In 1926, the Hellenic Football Federation was founded and organized the Panhellenic Championship in the 1927–1928 season, the first national championship, where the regional champions from EPSA league (Athens), EPSP league (Piraeus) and EPSM league (Thessaloniki) compete for the national title through play-offs, with Aris becoming the first champion. Up to 1958–59 the Panhellenic Championship was organized this way however the second season (1928–29) Olympiacos came to a dispute with the Hellenic Football Federation and did not participate in the championship with Panathinaikos and AEK Athens deciding to follow Olympiacos. During that season they played friendly games with each other and together formed a group called P.O.K.. The fourth Panhellenic Championship took place in 1930–31 and found Olympiacos winning the Greek national league title for the first time in the history of the club. It was the starting point of a very successful era.

By 1940, Olympiacos had already won six championships in eleven seasons[25] and by 1960 they had won fifteen championships in twenty-three seasons, as well as nine Greek Cups, making it for six doubles. The legendary Olympiacos team of the 1950s, with key performers such as Andreas Mouratis, Ilias Rossidis, Kostas Polychroniou, Thanasis Bebis, Ilias Yfantis, Babis Kotridis, Giorgos Darivas, Babis Drosos and Savvas Theodoridis, won the title six consecutive times, from 1954 to 1959, combining it with the cup in 1957, 1958 and 1959 to celebrate their third double in a row, a unique and unmatched achievement in Greek football history. Hence, Olympiacos is also known as Thrylos, meaning "Legend",[25][27] after this classic side of the 1950s which won a hatful of titles.

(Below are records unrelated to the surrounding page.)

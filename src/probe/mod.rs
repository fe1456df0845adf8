//! Endpoint probes.
//!
//! Every probe issues one or more requests against the [`Target`] held by a
//! [`ProbeContext`] and reports through an explicit [`ProbeError`] instead of
//! panicking. Human-readable progress goes into a [`Transcript`] which the
//! runner prints once the probe is done.

pub mod cors;
pub mod discovery;
pub mod health;
pub mod status;

use std::fmt;
use std::time::Duration;

use anyhow::{Context, Result};
use reqwest::{Client, Response, StatusCode};
use serde::de::DeserializeOwned;
use thiserror::Error;

use crate::config::{RunConfig, Target};

#[derive(Debug, Error)]
pub enum ProbeError {
    /// DNS failure, refused connection or timeout
    #[error("connection error: {0}")]
    Network(#[from] reqwest::Error),

    #[error("unexpected status {status}: {body}")]
    UnexpectedStatus { status: StatusCode, body: String },

    #[error("malformed response: {0}")]
    Malformed(String),

    /// The backend answered, but not with what was expected
    #[error("{0}")]
    Assertion(String),
}

impl ProbeError {
    pub fn is_network(&self) -> bool {
        matches!(self, ProbeError::Network(_))
    }
}

pub type ProbeResult = std::result::Result<(), ProbeError>;

/// Shared, read-only state handed to every probe.
#[derive(Debug, Clone)]
pub struct ProbeContext {
    pub client: Client,
    pub target: Target,
    pub request_timeout: Duration,
    pub discovery_timeout: Duration,
}

impl ProbeContext {
    pub fn new(target: Target, config: &RunConfig) -> Result<Self> {
        let client = Client::builder()
            .user_agent(concat!("backend-smoke/", env!("CARGO_PKG_VERSION")))
            .build()
            .context("building HTTP client")?;
        Ok(ProbeContext {
            client,
            target,
            request_timeout: config.request_timeout,
            discovery_timeout: config.discovery_timeout,
        })
    }
}

#[derive(Debug, Default, Clone, PartialEq, Eq)]
pub struct Transcript {
    lines: Vec<String>,
}

impl Transcript {
    pub fn push(&mut self, line: impl Into<String>) {
        self.lines.push(line.into());
    }

    pub fn lines(&self) -> &[String] {
        &self.lines
    }
}

#[derive(Debug, Clone, Copy, PartialEq, Eq, Hash)]
pub enum Probe {
    HealthCheck,
    CorsConfiguration,
    DatabaseConnectivity,
    AuthenticationEndpoints,
    VideoEndpoints,
}

impl Probe {
    /// Invocation and display order.
    pub const ALL: [Probe; 5] = [
        Probe::HealthCheck,
        Probe::CorsConfiguration,
        Probe::DatabaseConnectivity,
        Probe::AuthenticationEndpoints,
        Probe::VideoEndpoints,
    ];

    pub fn name(self) -> &'static str {
        match self {
            Probe::HealthCheck => "health_check",
            Probe::CorsConfiguration => "cors_configuration",
            Probe::DatabaseConnectivity => "database_connectivity",
            Probe::AuthenticationEndpoints => "authentication_endpoints",
            Probe::VideoEndpoints => "video_endpoints",
        }
    }

    pub fn title(self) -> &'static str {
        match self {
            Probe::HealthCheck => "Health Check",
            Probe::CorsConfiguration => "Cors Configuration",
            Probe::DatabaseConnectivity => "Database Connectivity",
            Probe::AuthenticationEndpoints => "Authentication Endpoints",
            Probe::VideoEndpoints => "Video Endpoints",
        }
    }

    pub fn heading(self) -> &'static str {
        match self {
            Probe::HealthCheck => "Testing Health Check Endpoint...",
            Probe::CorsConfiguration => "Testing CORS Configuration...",
            Probe::DatabaseConnectivity => "Testing Database Connectivity...",
            Probe::AuthenticationEndpoints => "Testing Authentication Endpoints...",
            Probe::VideoEndpoints => "Testing Video-Related Endpoints...",
        }
    }

    pub async fn run(self, ctx: &ProbeContext, transcript: &mut Transcript) -> ProbeResult {
        match self {
            Probe::HealthCheck => health::check_health(ctx, transcript).await,
            Probe::CorsConfiguration => cors::check_cors(ctx, transcript).await,
            Probe::DatabaseConnectivity => status::check_database(ctx, transcript).await,
            Probe::AuthenticationEndpoints => {
                discovery::check_auth_endpoints(ctx, transcript).await
            }
            Probe::VideoEndpoints => discovery::check_video_endpoints(ctx, transcript).await,
        }
    }
}

impl fmt::Display for Probe {
    fn fmt(&self, f: &mut fmt::Formatter<'_>) -> fmt::Result {
        f.write_str(self.name())
    }
}

/// Reads the body and rejects any status other than `expected`.
pub(crate) async fn expect_status(
    response: Response,
    expected: StatusCode,
) -> Result<String, ProbeError> {
    let status = response.status();
    let body = response.text().await?;
    if status != expected {
        return Err(ProbeError::UnexpectedStatus { status, body });
    }
    Ok(body)
}

pub(crate) fn parse_json<T: DeserializeOwned>(body: &str) -> Result<T, ProbeError> {
    serde_json::from_str(body).map_err(|e| ProbeError::Malformed(format!("{e}: {body}")))
}
#![allow(dead_code)]

use std::net::{Ipv4Addr, SocketAddrV4};
use std::sync::Arc;
use std::sync::atomic::{AtomicU64, Ordering};
use std::time::Duration;

use axum::{
    Router,
    extract::State,
    http::{StatusCode, header},
    response::{IntoResponse, Json},
    routing::get,
};
use backend_smoke::{ProbeContext, RunConfig, Target};
use serde_json::{Value, json};
use time::OffsetDateTime;
use time::format_description::well_known::Rfc3339;
use tokio::sync::Mutex;
use tokio::task::JoinHandle;
use tower::ServiceBuilder;
use tower_http::cors::CorsLayer;
use tracing::Level;
use ulid::Ulid;

pub fn init_test() {
    let _ = tracing_subscriber::fmt()
        .with_level(true)
        .with_max_level(Level::TRACE)
        .with_test_writer()
        .try_init();
}

#[derive(Debug, Clone, Copy)]
pub enum HealthBody {
    Message(&'static str),
    /// JSON without a `message` field
    NoMessage,
    NotJson,
}

#[derive(Debug, Clone, Copy, PartialEq, Eq)]
pub enum Cors {
    Permissive,
    /// Preflight answers 204 without any CORS headers.
    Missing,
    /// Preflight answers 405 but still sends `Access-Control-Allow-Origin`.
    Rejected,
}

/// Shape of the fake backend the probes are run against.
#[derive(Debug, Clone)]
pub struct MockBackend {
    pub health_status: StatusCode,
    pub health_body: HealthBody,
    pub cors: Cors,
    /// When false, created status records are not kept.
    pub persist: bool,
    /// Integer ids and unix timestamps instead of strings.
    pub numeric_fields: bool,
    /// Records already stored before the run.
    pub seeded: Vec<Value>,
    pub auth_routes: bool,
    pub video_routes: bool,
}

impl Default for MockBackend {
    fn default() -> Self {
        MockBackend {
            health_status: StatusCode::OK,
            health_body: HealthBody::Message("Hello World"),
            cors: Cors::Permissive,
            persist: true,
            numeric_fields: false,
            seeded: Vec::new(),
            auth_routes: false,
            video_routes: false,
        }
    }
}

#[derive(Clone)]
struct Store {
    records: Arc<Mutex<Vec<Value>>>,
    next_id: Arc<AtomicU64>,
    persist: bool,
    numeric_fields: bool,
}

async fn create_record(
    State(store): State<Store>,
    Json(body): Json<Value>,
) -> (StatusCode, Json<Value>) {
    let Some(client_name) = body.get("client_name").and_then(Value::as_str) else {
        return (
            StatusCode::UNPROCESSABLE_ENTITY,
            Json(json!({"detail": "client_name is required"})),
        );
    };
    let now = OffsetDateTime::now_utc();
    let record = if store.numeric_fields {
        json!({
            "id": store.next_id.fetch_add(1, Ordering::Relaxed),
            "client_name": client_name,
            "timestamp": now.unix_timestamp(),
        })
    } else {
        json!({
            "id": Ulid::new().to_string(),
            "client_name": client_name,
            "timestamp": now.format(&Rfc3339).unwrap(),
        })
    };
    if store.persist {
        store.records.lock().await.push(record.clone());
    }
    (StatusCode::OK, Json(record))
}

async fn list_records(State(store): State<Store>) -> Json<Value> {
    Json(Value::Array(store.records.lock().await.clone()))
}

pub struct MockServer {
    pub origin: String,
    handle: JoinHandle<()>,
}

impl Drop for MockServer {
    fn drop(&mut self) {
        self.handle.abort();
    }
}

/// Spawns the mock backend on an ephemeral port.
/// The listener is bound before returning, so requests never race the server.
pub async fn spawn_backend(mock: MockBackend) -> MockServer {
    let listener = tokio::net::TcpListener::bind(SocketAddrV4::new(Ipv4Addr::LOCALHOST, 0))
        .await
        .unwrap();
    let port = listener.local_addr().unwrap().port();

    let MockBackend {
        health_status,
        health_body,
        ..
    } = mock;
    let mut root = get(move || async move {
        match health_body {
            HealthBody::Message(message) => {
                (health_status, Json(json!({ "message": message }))).into_response()
            }
            HealthBody::NoMessage => {
                (health_status, Json(json!({ "status": "ok" }))).into_response()
            }
            HealthBody::NotJson => (health_status, "Hello World").into_response(),
        }
    });
    match mock.cors {
        Cors::Permissive => {}
        Cors::Missing => root = root.options(|| async { StatusCode::NO_CONTENT }),
        Cors::Rejected => {
            root = root.options(|| async {
                (
                    StatusCode::METHOD_NOT_ALLOWED,
                    [(header::ACCESS_CONTROL_ALLOW_ORIGIN, "*")],
                )
            })
        }
    }

    let mut router = Router::new()
        .route("/api/", root)
        .route("/api/status", get(list_records).post(create_record));
    if mock.auth_routes {
        router = router
            .route(
                "/api/auth/login",
                get(|| async { StatusCode::METHOD_NOT_ALLOWED }),
            )
            .route("/api/login", get(|| async { "login" }));
    }
    if mock.video_routes {
        router = router.route("/api/videos", get(|| async { Json(json!([])) }));
    }
    if mock.cors == Cors::Permissive {
        router = router.layer(ServiceBuilder::new().layer(CorsLayer::permissive()));
    }
    let app = router.with_state(Store {
        records: Arc::new(Mutex::new(mock.seeded.clone())),
        next_id: Arc::new(AtomicU64::new(1)),
        persist: mock.persist,
        numeric_fields: mock.numeric_fields,
    });

    let handle = tokio::spawn(async move {
        axum::serve(listener, app).await.unwrap();
    });
    MockServer {
        origin: format!("http://127.0.0.1:{port}"),
        handle,
    }
}

/// An origin nothing is listening on.
pub async fn unused_origin() -> String {
    let listener = tokio::net::TcpListener::bind(SocketAddrV4::new(Ipv4Addr::LOCALHOST, 0))
        .await
        .unwrap();
    let port = listener.local_addr().unwrap().port();
    drop(listener);
    format!("http://127.0.0.1:{port}")
}

pub fn test_config(origin: &str) -> RunConfig {
    RunConfig {
        base_url: Some(origin.to_string()),
        request_timeout: Duration::from_secs(5),
        discovery_timeout: Duration::from_secs(2),
        ..RunConfig::default()
    }
}

pub fn probe_context(origin: &str) -> ProbeContext {
    ProbeContext::new(Target::new(origin), &test_config(origin)).unwrap()
}
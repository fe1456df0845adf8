//! Best-effort discovery of optional routes.
//!
//! The backend's feature surface is not known ahead of time, so these probes
//! only record which candidates exist. They never fail the run.

use reqwest::StatusCode;
use tracing::debug;

use super::{ProbeContext, ProbeResult, Transcript};

pub const AUTH_CANDIDATES: &[&str] = &[
    "/auth/login",
    "/auth/register",
    "/auth/logout",
    "/login",
    "/register",
    "/user/login",
];

pub const VIDEO_CANDIDATES: &[&str] = &["/videos", "/video", "/stream", "/upload", "/media"];

/// A candidate route that answered with something other than 404.
#[derive(Debug, Clone, Copy, PartialEq, Eq)]
pub struct Discovered {
    pub path: &'static str,
    pub status: StatusCode,
}

/// Sends `GET` to each candidate under the API base. Transport errors are
/// treated the same as a 404.
pub async fn discover(ctx: &ProbeContext, candidates: &[&'static str]) -> Vec<Discovered> {
    let mut found = Vec::new();
    for &path in candidates {
        let url = ctx.target.endpoint(path);
        match ctx
            .client
            .get(&url)
            .timeout(ctx.discovery_timeout)
            .send()
            .await
        {
            Ok(response) if response.status() != StatusCode::NOT_FOUND => {
                found.push(Discovered {
                    path,
                    status: response.status(),
                });
            }
            Ok(_) => debug!("GET {url}: not found"),
            Err(e) => debug!("GET {url}: {e}"),
        }
    }
    found
}

fn record(found: &[Discovered], kind: &str, transcript: &mut Transcript) {
    if found.is_empty() {
        transcript.push(format!(
            "ℹ️  No {kind} endpoints found - This may be expected for this implementation"
        ));
        return;
    }
    let listed: Vec<String> = found
        .iter()
        .map(|d| format!("({}, {})", d.path, d.status.as_u16()))
        .collect();
    transcript.push(format!("Found {kind} endpoints: [{}]", listed.join(", ")));
}

pub async fn check_auth_endpoints(ctx: &ProbeContext, transcript: &mut Transcript) -> ProbeResult {
    let found = discover(ctx, AUTH_CANDIDATES).await;
    record(&found, "authentication", transcript);
    Ok(())
}

pub async fn check_video_endpoints(ctx: &ProbeContext, transcript: &mut Transcript) -> ProbeResult {
    let found = discover(ctx, VIDEO_CANDIDATES).await;
    record(&found, "video", transcript);
    Ok(())
}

Sporadic success and Goulandris era

The iconic Andrianopoulos brothers: (from left) Yiannis, Dinos, Giorgos, Vassilis and Leonidas Andrianopoulos
Olympiacos team line up somewhere between 1927 and 1929

The first championship as a Top National League, called Alpha Ethniki, was held for the first time in the 1959–60 season, however the 60s and the early 70s were not as fruitful for Olympiacos, having won only two championships and six cups. Another chapter began in 1972, after Nikos Goulandris became president. He appointed Lakis Petropoulos as coach and signed top-class players such as Giorgos Delikaris, Yves Triantafyllos, Julio Losada, Milton Viera, Michalis Kritikopoulos, Romain Argyroudis, Maik Galakos, Lakis Glezos, Kostas Davourlis, Giannis Kyrastas and Dimitris Persidis. Under Goulandris presidency, Olympiacos won the title three times in a row from 1973 to 1975, combining it with the cup in 1973 and 1975.[25] The highlight for that side was the 1973–74 season, when Olympiacos won the league with record points (59) and goals (102). Following Goulandris resignation from the presidency in 1975, the team went through a relative dry period in the second half of the 1970s. However in the early 80s, when the championship became professional, Olympiacos emerged again as the dominant power in the Greek football, winning the title four times in a row (1980, 1981, 1982, 1983). Key players during this period included forward Nikos Anastopoulos, midfielder Tasos Mitropoulos and goalkeeper Nikos Sarganis. Alketas Panagoulias, who had also been manager of the Greek national football team and the United States national soccer team, coached the team between 1981 and 1983 and again in the 1986–87 season, earning the championship title in 1982, 1983 and 1987.[25]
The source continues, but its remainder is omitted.